Study material Block Start

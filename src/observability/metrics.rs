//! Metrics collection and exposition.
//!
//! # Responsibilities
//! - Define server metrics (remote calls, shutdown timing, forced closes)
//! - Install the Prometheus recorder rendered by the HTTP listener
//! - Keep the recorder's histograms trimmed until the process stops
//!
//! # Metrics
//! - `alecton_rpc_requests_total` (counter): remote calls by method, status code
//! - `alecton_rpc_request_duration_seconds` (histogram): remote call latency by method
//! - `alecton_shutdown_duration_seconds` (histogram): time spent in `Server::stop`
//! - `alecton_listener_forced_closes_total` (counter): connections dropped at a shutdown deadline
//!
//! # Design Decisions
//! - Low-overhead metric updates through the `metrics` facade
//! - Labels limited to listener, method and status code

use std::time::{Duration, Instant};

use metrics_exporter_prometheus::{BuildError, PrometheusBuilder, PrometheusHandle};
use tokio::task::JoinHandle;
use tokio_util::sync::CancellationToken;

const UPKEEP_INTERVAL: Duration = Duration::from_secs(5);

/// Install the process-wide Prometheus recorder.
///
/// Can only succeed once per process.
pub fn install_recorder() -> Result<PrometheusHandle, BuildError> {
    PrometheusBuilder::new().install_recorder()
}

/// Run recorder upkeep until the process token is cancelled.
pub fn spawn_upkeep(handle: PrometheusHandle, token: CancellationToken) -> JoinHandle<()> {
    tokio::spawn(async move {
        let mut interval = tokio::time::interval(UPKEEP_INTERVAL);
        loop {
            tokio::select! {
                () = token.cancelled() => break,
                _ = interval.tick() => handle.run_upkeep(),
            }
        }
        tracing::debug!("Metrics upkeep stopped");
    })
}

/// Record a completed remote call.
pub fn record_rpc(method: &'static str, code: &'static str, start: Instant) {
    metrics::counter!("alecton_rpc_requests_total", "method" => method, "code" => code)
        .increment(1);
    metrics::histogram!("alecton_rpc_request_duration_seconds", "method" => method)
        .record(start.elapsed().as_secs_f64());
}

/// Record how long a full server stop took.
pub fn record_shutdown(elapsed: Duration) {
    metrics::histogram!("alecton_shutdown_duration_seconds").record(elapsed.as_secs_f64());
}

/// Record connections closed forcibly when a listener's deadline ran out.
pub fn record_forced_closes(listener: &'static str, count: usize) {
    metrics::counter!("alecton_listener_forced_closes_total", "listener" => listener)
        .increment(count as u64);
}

Study material Block End
Study material Block Start

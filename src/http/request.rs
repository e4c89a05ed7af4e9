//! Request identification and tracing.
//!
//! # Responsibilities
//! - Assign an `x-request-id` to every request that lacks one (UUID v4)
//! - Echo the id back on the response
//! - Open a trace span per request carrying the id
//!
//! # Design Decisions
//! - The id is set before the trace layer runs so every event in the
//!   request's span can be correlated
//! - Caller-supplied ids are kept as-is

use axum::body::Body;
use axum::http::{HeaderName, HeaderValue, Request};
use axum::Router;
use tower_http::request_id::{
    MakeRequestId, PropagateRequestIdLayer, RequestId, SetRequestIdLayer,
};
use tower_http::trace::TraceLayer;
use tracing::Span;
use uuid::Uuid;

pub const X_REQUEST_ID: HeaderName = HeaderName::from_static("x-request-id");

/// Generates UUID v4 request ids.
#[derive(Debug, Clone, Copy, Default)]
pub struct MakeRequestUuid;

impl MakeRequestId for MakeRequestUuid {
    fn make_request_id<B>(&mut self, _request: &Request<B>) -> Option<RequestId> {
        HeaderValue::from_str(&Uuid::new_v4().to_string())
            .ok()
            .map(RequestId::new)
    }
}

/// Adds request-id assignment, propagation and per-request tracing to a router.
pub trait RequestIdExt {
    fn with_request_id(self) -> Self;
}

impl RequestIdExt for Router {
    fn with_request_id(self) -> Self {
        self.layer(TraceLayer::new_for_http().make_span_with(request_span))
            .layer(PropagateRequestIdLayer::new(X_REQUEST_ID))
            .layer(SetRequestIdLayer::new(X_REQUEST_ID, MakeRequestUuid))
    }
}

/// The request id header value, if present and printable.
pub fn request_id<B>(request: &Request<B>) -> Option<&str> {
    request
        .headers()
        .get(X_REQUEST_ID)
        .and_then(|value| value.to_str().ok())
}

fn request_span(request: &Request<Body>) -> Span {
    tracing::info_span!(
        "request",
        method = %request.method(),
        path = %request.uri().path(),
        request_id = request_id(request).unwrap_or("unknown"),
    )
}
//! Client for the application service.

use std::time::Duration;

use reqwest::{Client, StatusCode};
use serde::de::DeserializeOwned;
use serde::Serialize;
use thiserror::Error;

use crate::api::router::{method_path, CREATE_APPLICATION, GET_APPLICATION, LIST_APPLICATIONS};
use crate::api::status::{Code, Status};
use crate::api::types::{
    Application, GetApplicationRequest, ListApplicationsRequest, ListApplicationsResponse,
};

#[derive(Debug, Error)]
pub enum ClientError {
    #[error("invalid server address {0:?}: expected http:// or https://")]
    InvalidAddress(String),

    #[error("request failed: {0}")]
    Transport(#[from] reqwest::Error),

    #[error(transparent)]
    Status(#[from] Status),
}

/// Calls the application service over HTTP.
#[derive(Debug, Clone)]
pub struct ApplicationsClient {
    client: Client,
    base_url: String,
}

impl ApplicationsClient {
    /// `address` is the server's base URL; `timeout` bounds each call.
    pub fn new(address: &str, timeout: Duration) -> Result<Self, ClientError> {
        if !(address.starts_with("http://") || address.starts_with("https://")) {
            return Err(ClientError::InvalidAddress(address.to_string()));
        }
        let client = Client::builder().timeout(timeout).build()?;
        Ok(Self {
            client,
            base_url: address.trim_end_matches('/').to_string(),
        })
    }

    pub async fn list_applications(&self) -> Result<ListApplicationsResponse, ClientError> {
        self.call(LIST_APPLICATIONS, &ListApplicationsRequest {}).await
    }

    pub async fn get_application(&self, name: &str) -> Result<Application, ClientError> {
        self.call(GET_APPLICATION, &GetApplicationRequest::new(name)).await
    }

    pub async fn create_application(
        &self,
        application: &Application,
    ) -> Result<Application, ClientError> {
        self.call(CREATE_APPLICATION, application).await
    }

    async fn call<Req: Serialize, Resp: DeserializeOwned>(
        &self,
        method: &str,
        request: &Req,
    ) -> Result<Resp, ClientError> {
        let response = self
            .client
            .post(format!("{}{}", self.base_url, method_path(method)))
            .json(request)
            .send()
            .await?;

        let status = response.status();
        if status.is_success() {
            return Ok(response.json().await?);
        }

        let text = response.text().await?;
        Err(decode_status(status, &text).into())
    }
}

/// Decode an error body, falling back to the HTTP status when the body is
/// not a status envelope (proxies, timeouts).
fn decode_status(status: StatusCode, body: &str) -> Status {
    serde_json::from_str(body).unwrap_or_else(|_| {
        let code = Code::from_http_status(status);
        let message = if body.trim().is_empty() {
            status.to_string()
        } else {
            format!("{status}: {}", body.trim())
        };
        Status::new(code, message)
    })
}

Study material Block End

What is needed is the number of lines above that include the string "return", and nothing else.

2